The ECG records the electrical activity of the heart. Its pattern changes in cardiac conditions including heart attacks and atrial fibrillation.
The two variations of the AI: in one, the algorithm was once only given the raw ECG data, which measures the voltage over time. In the other, it was fed ECG data in mixture with patient age and sex.
The AI’s overall performance using a metric regarded as AUC, which measures how nicely a model distinguishes between two groups of human beings – in this case, patients who died inside a year and those who survived. The AI persistently scored above 0.85, the place the best score is 1 and a rating of 0.5 suggests no big difference between the two groups.
AUCs for risk scoring models currently used by doctors range between 0.65 and 0.8, says Fornwalt. Researchers also created an algorithm based on ECG features that doctors currently measure, such as certain patterns from the recordings.
“No matter what, the voltage-based model was always better than any model you could build out of things that we already measure from an ECG,” says Fornwalt.
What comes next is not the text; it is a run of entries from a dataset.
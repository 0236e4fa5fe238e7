use axum::Router;
use axum::body::Body;
use axum::http::{Request, StatusCode, header};
use brgy_database::Database;
use brgy_domain::config::{ApiConfig, IdentityConfig};
use brgy_domain::records::AdminUser;
use brgy_domain::registry::InitializedSlice;
use brgy_domain::roles::{AdminRole, Capabilities};
use brgy_identity::{Identity, IdentityError, SurrealCallerDirectory, TokenResponse};
use brgy_kernel::server::ApiState;
use chrono::Utc;
use serde_json::{Value, json};
use std::sync::Arc;
use tower::ServiceExt;

const PASSWORD: &str = "barangay-123";

async fn database() -> Database {
    Database::builder().url("mem://").session("test_ns", "test_db").init().await.unwrap()
}

fn admin(id: &str, auth_id: &str, role: AdminRole, is_active: bool) -> AdminUser {
    AdminUser {
        id: id.to_owned(),
        auth_id: auth_id.to_owned(),
        full_name: format!("Admin {id}"),
        email: format!("{id}@barangay.ph"),
        role,
        is_active,
        created_at: Utc::now(),
    }
}

struct Harness {
    db: Database,
    identity: Identity,
    app: Router,
}

async fn harness() -> Harness {
    let db = database().await;
    let identity =
        Identity::new(&IdentityConfig::default(), Arc::new(SurrealCallerDirectory::new(db.clone())))
            .unwrap();
    let state = ApiState::builder()
        .config(ApiConfig::default())
        .db(db.clone())
        .register_slice(InitializedSlice::new(identity.clone()))
        .build()
        .unwrap();
    let (router, _) = brgy_identity::router().split_for_parts();
    Harness { db, identity, app: router.with_state(state) }
}

async fn seed_admin(db: &Database, id: &str, role: AdminRole, is_active: bool) {
    let auth_id = format!("auth-{id}");
    db.create_identity(&auth_id, &format!("{id}@barangay.ph"), PASSWORD).await.unwrap();
    db.create("admin_users", id, &admin(id, &auth_id, role, is_active)).await.unwrap();
}

async fn call(app: &Router, request: Request<Body>) -> (StatusCode, Value) {
    let response = app.clone().oneshot(request).await.unwrap();
    let status = response.status();
    let bytes = axum::body::to_bytes(response.into_body(), usize::MAX).await.unwrap();
    (status, serde_json::from_slice(&bytes).unwrap_or(Value::Null))
}

async fn sign_in(app: &Router, email: &str, password: &str) -> (StatusCode, Value) {
    let request = Request::post("/auth/sign-in")
        .header(header::CONTENT_TYPE, "application/json")
        .body(Body::from(json!({ "email": email, "password": password }).to_string()))
        .unwrap();
    call(app, request).await
}

async fn me(app: &Router, token: Option<&str>) -> (StatusCode, Value) {
    let mut request = Request::get("/auth/me");
    if let Some(token) = token {
        request = request.header(header::AUTHORIZATION, format!("Bearer {token}"));
    }
    call(app, request.body(Body::empty()).unwrap()).await
}

#[tokio::test]
async fn sign_in_then_me_returns_the_caller() {
    let h = harness().await;
    seed_admin(&h.db, "official", AdminRole::BarangayOfficial, true).await;

    let (status, body) = sign_in(&h.app, "Official@Barangay.ph", PASSWORD).await;
    assert_eq!(status, StatusCode::OK);
    let token: TokenResponse = serde_json::from_value(body).unwrap();
    assert_eq!(token.token_type, "Bearer");

    let (status, body) = me(&h.app, Some(&token.access_token)).await;
    assert_eq!(status, StatusCode::OK);
    assert_eq!(body["admin_id"], "official");
    assert_eq!(body["identity_id"], "auth-official");
    assert_eq!(body["role"], "barangay_official");
    let capabilities: Vec<String> = serde_json::from_value(body["capabilities"].clone()).unwrap();
    assert!(capabilities.contains(&"view_audit".to_owned()));
    assert!(!capabilities.contains(&"manage_accounts".to_owned()));
}

#[tokio::test]
async fn wrong_credentials_are_unauthorized() {
    let h = harness().await;
    seed_admin(&h.db, "staff", AdminRole::Staff, true).await;

    assert_eq!(sign_in(&h.app, "staff@barangay.ph", "nope-nope").await.0, StatusCode::UNAUTHORIZED);
    assert_eq!(sign_in(&h.app, "ghost@barangay.ph", PASSWORD).await.0, StatusCode::UNAUTHORIZED);
    assert_eq!(sign_in(&h.app, " ", PASSWORD).await.0, StatusCode::BAD_REQUEST);
}

#[tokio::test]
async fn missing_or_garbage_tokens_are_unauthorized() {
    let h = harness().await;

    let (status, body) = me(&h.app, None).await;
    assert_eq!(status, StatusCode::UNAUTHORIZED);
    assert_eq!(body["error"], "Missing bearer token");

    assert_eq!(me(&h.app, Some("garbage")).await.0, StatusCode::UNAUTHORIZED);
}

#[tokio::test]
async fn identities_without_active_admin_rows_are_forbidden() {
    let h = harness().await;
    h.db.create_identity("auth-resident", "resident@barangay.ph", PASSWORD).await.unwrap();
    seed_admin(&h.db, "retired", AdminRole::SystemAdministrator, false).await;

    let resident = h.identity.tokens.issue("auth-resident", "resident@barangay.ph").unwrap();
    assert_eq!(me(&h.app, Some(&resident.access_token)).await.0, StatusCode::FORBIDDEN);

    let retired = h.identity.tokens.issue("auth-retired", "retired@barangay.ph").unwrap();
    assert_eq!(me(&h.app, Some(&retired.access_token)).await.0, StatusCode::FORBIDDEN);
}

#[tokio::test]
async fn cached_resolutions_are_bypassed_by_fresh_lookups() {
    let h = harness().await;
    seed_admin(&h.db, "chief", AdminRole::SystemAdministrator, true).await;
    let token = h.identity.tokens.issue("auth-chief", "chief@barangay.ph").unwrap().access_token;

    let caller = h.identity.resolve(&token).await.unwrap();
    assert!(caller.can(Capabilities::MANAGE_ACCOUNTS));

    h.db.merge::<AdminUser>("admin_users", "chief", json!({ "is_active": false })).await.unwrap();
    assert!(h.identity.resolve(&token).await.is_ok(), "served from cache");

    h.identity.invalidate("auth-chief").await;
    assert!(h.identity.resolve(&token).await.is_err());

    h.db.merge::<AdminUser>("admin_users", "chief", json!({ "is_active": true })).await.unwrap();
    assert!(h.identity.resolve_fresh(&token).await.is_ok());
    h.db.merge::<AdminUser>("admin_users", "chief", json!({ "is_active": false })).await.unwrap();
    assert!(h.identity.resolve(&token).await.is_ok(), "served from cache");

    assert!(matches!(
        h.identity.resolve_fresh(&token).await,
        Err(IdentityError::Forbidden { .. })
    ));
    assert!(h.identity.resolve(&token).await.is_err(), "failed fresh lookup evicts the cache");
}
//! Request plumbing shared by the dashboard routes.

use crate::Dashboard;
use crate::error::{DashboardError, DashboardErrorExt};
use axum::Json;
use axum::extract::Query;
use axum::extract::rejection::{JsonRejection, QueryRejection};
use brgy_audit::AuditEntry;
use brgy_domain::changes::{ChangeAction, RecordChange};
use brgy_identity::Caller;
use brgy_kernel::changes::publish_change;
use brgy_kernel::server::{ApiError, Paging};
use chrono::{SecondsFormat, Utc};
use serde::Serialize;
use serde::de::DeserializeOwned;
use serde_json::{Map, Value};

pub(crate) fn body<T>(payload: Result<Json<T>, JsonRejection>) -> Result<T, ApiError> {
    payload
        .map(|Json(value)| value)
        .map_err(|e| ApiError::bad_request(format!("Invalid request body: {}", e.body_text())))
}

pub(crate) fn query<T>(params: Result<Query<T>, QueryRejection>) -> Result<T, ApiError> {
    params
        .map(|Query(value)| value)
        .map_err(|e| ApiError::bad_request(format!("Invalid query: {}", e.body_text())))
}

pub(crate) const fn paging(limit: Option<u32>, offset: Option<u32>) -> Paging {
    Paging { limit, offset }
}

/// Turns a partial-update body into a merge document.
///
/// Absent fields are skipped during serialization, so an empty object means nothing to change.
/// Tables that track `updated_at` get it stamped.
pub(crate) fn patch_document<P: Serialize>(
    patch: &P,
    stamp_updated_at: bool,
) -> Result<Map<String, Value>, DashboardError> {
    let Ok(Value::Object(mut document)) = serde_json::to_value(patch) else {
        return Err(DashboardError::validation("Patch must be a JSON object"));
    };
    if document.is_empty() {
        return Err(DashboardError::validation("Patch contains no changes"));
    }
    if stamp_updated_at {
        document.insert("updated_at".to_owned(), Value::String(Utc::now().to_rfc3339_opts(SecondsFormat::AutoSi, true)));
    }
    Ok(document)
}

impl Dashboard {
    /// Merges `document` into an existing row and returns the updated row.
    pub(crate) async fn apply_patch<T: DeserializeOwned>(
        &self,
        table: &'static str,
        id: &str,
        document: Map<String, Value>,
    ) -> Result<T, DashboardError> {
        self.db
            .merge::<T>(table, id, Value::Object(document))
            .await
            .context(format!("Updating {table}:{id}"))?
            .ok_or_else(|| DashboardError::not_found(table, id))
    }

    pub(crate) async fn fetch<T: DeserializeOwned>(
        &self,
        table: &'static str,
        id: &str,
    ) -> Result<T, DashboardError> {
        self.db
            .select_one::<T>(table, id)
            .await
            .context(format!("Fetching {table}:{id}"))?
            .ok_or_else(|| DashboardError::not_found(table, id))
    }

    /// Publishes the change and appends the audit entry for a successful mutation.
    pub(crate) async fn announce<T: Serialize>(
        &self,
        caller: &Caller,
        change: Change<'_, T>,
        audit_action: &'static str,
        details: Option<String>,
    ) {
        let (table, action, id) = (change.table, change.action, change.id.to_owned());
        let record = change.row.and_then(|row| serde_json::to_value(row).ok());
        publish_change(&self.events, RecordChange::new(table, action, &id, record));

        let mut entry = AuditEntry::new(audit_action, table).entity_id(id).by(caller);
        if let Some(details) = details {
            entry = entry.details(details);
        }
        self.audit.record(entry).await;
    }
}

/// A committed row change, about to be announced.
#[derive(Debug)]
pub(crate) struct Change<'a, T> {
    pub(crate) table: &'static str,
    pub(crate) action: ChangeAction,
    pub(crate) id: &'a str,
    pub(crate) row: Option<&'a T>,
}

impl<'a, T> Change<'a, T> {
    pub(crate) const fn inserted(table: &'static str, id: &'a str, row: &'a T) -> Self {
        Self { table, action: ChangeAction::Insert, id, row: Some(row) }
    }

    pub(crate) const fn updated(table: &'static str, id: &'a str, row: &'a T) -> Self {
        Self { table, action: ChangeAction::Update, id, row: Some(row) }
    }

    pub(crate) const fn deleted(table: &'static str, id: &'a str) -> Self {
        Self { table, action: ChangeAction::Delete, id, row: None }
    }
}
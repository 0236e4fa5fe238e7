use crate::error::{AuditError, AuditErrorExt};
use async_trait::async_trait;
use brgy_database::{Database, Query};
use brgy_domain::constants::AUDIT_LOGS;
use brgy_domain::records::AuditLog;
use std::fmt::Debug;

/// Filters for the audit listing; `None` matches everything.
#[derive(Debug, Clone, Default, PartialEq, Eq)]
pub struct AuditFilter {
    pub entity: Option<String>,
    pub actor_id: Option<String>,
    pub limit: u32,
    pub offset: u32,
}

#[async_trait]
pub trait AuditStore: Debug + Send + Sync {
    async fn insert(&self, log: &AuditLog) -> Result<(), AuditError>;
    async fn list(&self, filter: &AuditFilter) -> Result<Vec<AuditLog>, AuditError>;
}

#[derive(Debug, Clone)]
pub struct SurrealAuditStore {
    db: Database,
}

impl SurrealAuditStore {
    #[must_use]
    pub const fn new(db: Database) -> Self {
        Self { db }
    }
}

#[async_trait]
impl AuditStore for SurrealAuditStore {
    async fn insert(&self, log: &AuditLog) -> Result<(), AuditError> {
        self.db.create(AUDIT_LOGS, &log.id, log).await.context("Writing audit entry")
    }

    async fn list(&self, filter: &AuditFilter) -> Result<Vec<AuditLog>, AuditError> {
        let mut query = Query::new().limit(filter.limit).offset(filter.offset);
        if let Some(entity) = &filter.entity {
            query = query.filter("entity", entity.as_str());
        }
        if let Some(actor_id) = &filter.actor_id {
            query = query.filter("actor_id", actor_id.as_str());
        }
        self.db.select_all(AUDIT_LOGS, &query).await.context("Listing audit entries")
    }
}
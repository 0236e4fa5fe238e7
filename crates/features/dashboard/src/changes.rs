//! Realtime change feed.
//!
//! A [`Subscription`] is a bus receiver plus a table filter. Lagging subscribers skip ahead
//! (the bus logs how many events were dropped); the subscription ends when the bus shuts down.

use crate::Dashboard;
use crate::error::{DashboardError, DashboardErrorExt};
use crate::support::query;
use axum::extract::Query;
use axum::extract::rejection::QueryRejection;
use axum::response::sse::{Event, KeepAlive, Sse};
use brgy_domain::changes::RecordChange;
use brgy_domain::constants::{DASHBOARD_TAG, OBSERVED_TABLES};
use brgy_event_bus::{EventBus, EventReceiverExt};
use brgy_identity::Caller;
use brgy_kernel::server::{ApiError, ErrorBody, Slice};
use futures_util::{Stream, StreamExt, stream};
use fxhash::FxHashSet;
use serde::Deserialize;
use std::convert::Infallible;
use std::sync::Arc;
use tokio::sync::broadcast;
use tracing::{debug, warn};
use utoipa::IntoParams;

#[derive(Debug)]
pub struct Subscription {
    receiver: broadcast::Receiver<Arc<RecordChange>>,
    tables: Option<FxHashSet<String>>,
}

impl Subscription {
    /// Subscribes to changes of `tables`; an empty list means every table.
    ///
    /// # Errors
    /// Returns [`DashboardError::Feed`] if the bus cannot open the channel.
    pub fn new<I, S>(events: &EventBus, tables: I) -> Result<Self, DashboardError>
    where
        I: IntoIterator<Item = S>,
        S: Into<String>,
    {
        let tables: FxHashSet<String> = tables.into_iter().map(Into::into).collect();
        let receiver = events.subscribe::<RecordChange>().context("Subscribing to record changes")?;
        Ok(Self { receiver, tables: (!tables.is_empty()).then_some(tables) })
    }

    #[must_use]
    pub fn accepts(&self, change: &RecordChange) -> bool {
        self.tables.as_ref().is_none_or(|tables| tables.contains(&change.table))
    }

    /// The next matching change, or `None` once the bus is closed.
    pub async fn next(&mut self) -> Option<Arc<RecordChange>> {
        loop {
            let change = self.receiver.next_event().await?;
            if self.accepts(&change) {
                return Some(change);
            }
        }
    }

    pub fn into_stream(self) -> impl Stream<Item = Arc<RecordChange>> + Send {
        stream::unfold(self, |mut subscription| async move {
            subscription.next().await.map(|change| (change, subscription))
        })
    }
}

/// Parses `a,b` into known table names. Blank input selects every table.
///
/// # Errors
/// Returns [`DashboardError::Validation`] for tables that are not on the feed.
pub fn parse_tables(raw: Option<&str>) -> Result<Vec<String>, DashboardError> {
    let mut tables = Vec::new();
    for name in raw.unwrap_or_default().split(',').map(str::trim).filter(|t| !t.is_empty()) {
        if !OBSERVED_TABLES.contains(&name) {
            return Err(DashboardError::validation(format!("Table '{name}' has no change feed")));
        }
        tables.push(name.to_owned());
    }
    Ok(tables)
}

#[derive(Debug, Default, Deserialize, IntoParams)]
#[into_params(parameter_in = Query)]
pub struct ChangesQuery {
    /// Comma-separated table names; omit for all tables.
    pub tables: Option<String>,
}

#[utoipa::path(
    get,
    path = "/changes",
    params(ChangesQuery),
    responses(
        (status = OK, description = "Server-sent `RecordChange` events named after their table",
            content_type = "text/event-stream", body = RecordChange),
        (status = BAD_REQUEST, description = "Unknown table", body = ErrorBody),
        (status = UNAUTHORIZED, description = "Missing or invalid token", body = ErrorBody),
    ),
    security(("bearer" = [])),
    tag = DASHBOARD_TAG,
)]
pub(crate) async fn changes(
    caller: Caller,
    Slice(dashboard): Slice<Dashboard>,
    params: Result<Query<ChangesQuery>, QueryRejection>,
) -> Result<Sse<impl Stream<Item = Result<Event, Infallible>>>, ApiError> {
    let params = query(params)?;
    let tables = parse_tables(params.tables.as_deref())?;
    debug!(admin_id = %caller.admin.id, ?tables, "Change feed subscribed");

    let subscription = Subscription::new(&dashboard.events, tables)?;
    let events = subscription.into_stream().filter_map(|change| async move {
        match Event::default().event(change.table.as_str()).json_data(change.as_ref()) {
            Ok(event) => Some(Ok::<_, Infallible>(event)),
            Err(e) => {
                warn!(error = %e, table = %change.table, "Dropping unencodable change");
                None
            }
        }
    });

    Ok(Sse::new(events).keep_alive(KeepAlive::default()))
}

#[cfg(test)]
mod tests {
    use super::*;

    #[test]
    fn table_lists_are_validated() {
        assert!(parse_tables(None).unwrap().is_empty());
        assert_eq!(parse_tables(Some(" reports, emergencies ,")).unwrap(), ["reports", "emergencies"]);
        assert!(parse_tables(Some("reports,audit_logs")).is_err());
    }
}
use std::borrow::Cow;

/// Failures inside the assessment pipeline. None of them reach the HTTP caller: the
/// assessor folds every variant into an `uncertain` verdict.
#[derive(Debug, thiserror::Error)]
pub enum EvidenceError {
    /// The model endpoint is not usable (e.g. no API key configured).
    #[error("Model not configured{}: {message}", format_context(.context))]
    NotConfigured { message: Cow<'static, str>, context: Option<Cow<'static, str>> },

    #[error("Model request failed{}: {source}", format_context(.context))]
    Transport {
        #[source]
        source: reqwest::Error,
        context: Option<Cow<'static, str>>,
    },

    /// The endpoint answered with a non-success status.
    #[error("Model returned an error status{}: {message}", format_context(.context))]
    Status { message: Cow<'static, str>, context: Option<Cow<'static, str>> },

    /// The completion was empty or did not contain a usable verdict object.
    #[error("Unparsable model response{}: {message}", format_context(.context))]
    Parse { message: Cow<'static, str>, context: Option<Cow<'static, str>> },

    #[error("Evidence write-back failed{}: {source}", format_context(.context))]
    Store {
        #[source]
        source: brgy_database::DatabaseError,
        context: Option<Cow<'static, str>>,
    },

    #[error("Internal evidence error{}: {message}", format_context(.context))]
    Internal { message: Cow<'static, str>, context: Option<Cow<'static, str>> },
}

pub trait EvidenceErrorExt<T> {
    fn context(self, context: impl Into<Cow<'static, str>>) -> Result<T, EvidenceError>;
}

impl<T> EvidenceErrorExt<T> for Result<T, reqwest::Error> {
    fn context(self, context: impl Into<Cow<'static, str>>) -> Result<T, EvidenceError> {
        self.map_err(|source| EvidenceError::Transport { source, context: Some(context.into()) })
    }
}

impl<T> EvidenceErrorExt<T> for Result<T, brgy_database::DatabaseError> {
    fn context(self, context: impl Into<Cow<'static, str>>) -> Result<T, EvidenceError> {
        self.map_err(|source| EvidenceError::Store { source, context: Some(context.into()) })
    }
}

impl From<reqwest::Error> for EvidenceError {
    fn from(source: reqwest::Error) -> Self {
        Self::Transport { source, context: None }
    }
}

impl From<brgy_database::DatabaseError> for EvidenceError {
    fn from(source: brgy_database::DatabaseError) -> Self {
        Self::Store { source, context: None }
    }
}

fn format_context(context: &Option<Cow<'static, str>>) -> Cow<'static, str> {
    context.as_ref().map_or(Cow::Borrowed(""), |c| Cow::Owned(format!(" ({c})")))
}
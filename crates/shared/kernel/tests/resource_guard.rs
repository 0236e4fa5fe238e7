use brgy_kernel::security::resource::ResourceGuard;

#[test]
fn resource_guard_returns_bare_ids() {
    assert_eq!(ResourceGuard::verify("emergencies:Xy7_k-9", "emergencies").unwrap(), "Xy7_k-9");
    assert_eq!(ResourceGuard::verify(" Xy7 ", "emergencies").unwrap(), "Xy7");
}

#[test]
fn resource_guard_rejects_foreign_and_malformed_ids() {
    assert!(ResourceGuard::verify("admin_users:123", "reports").is_err());
    assert!(ResourceGuard::verify("", "reports").is_err());
    assert!(ResourceGuard::verify("reports:", "reports").is_err());
    assert!(ResourceGuard::verify("1; DELETE reports", "reports").is_err());
}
“That finding suggests that the model is seeing things that humans probably can’t see, or at least that we just ignore and think are normal,” says Fornwalt.
AI accurately predicted the risk of death even in people deemed by cardiologists to have a normal ECG. Three cardiologists who separately reviewed normal-looking ECGs weren’t able to pick up the risk patterns that the AI detected.
“AI can potentially teach us things that we’ve been maybe misinterpreting for decades,” he says.
It’s still unclear what patterns the AI is picking up, which makes some physicians reluctant to use such algorithms.
This research was based on historical data, and it will be important to demonstrate in clinical studies that such an algorithm improves patient outcomes, says collaborator Christopher Haggerty.
The research will be presented at the American Heart Association’s Scientific Sessions in Dallas on November 16.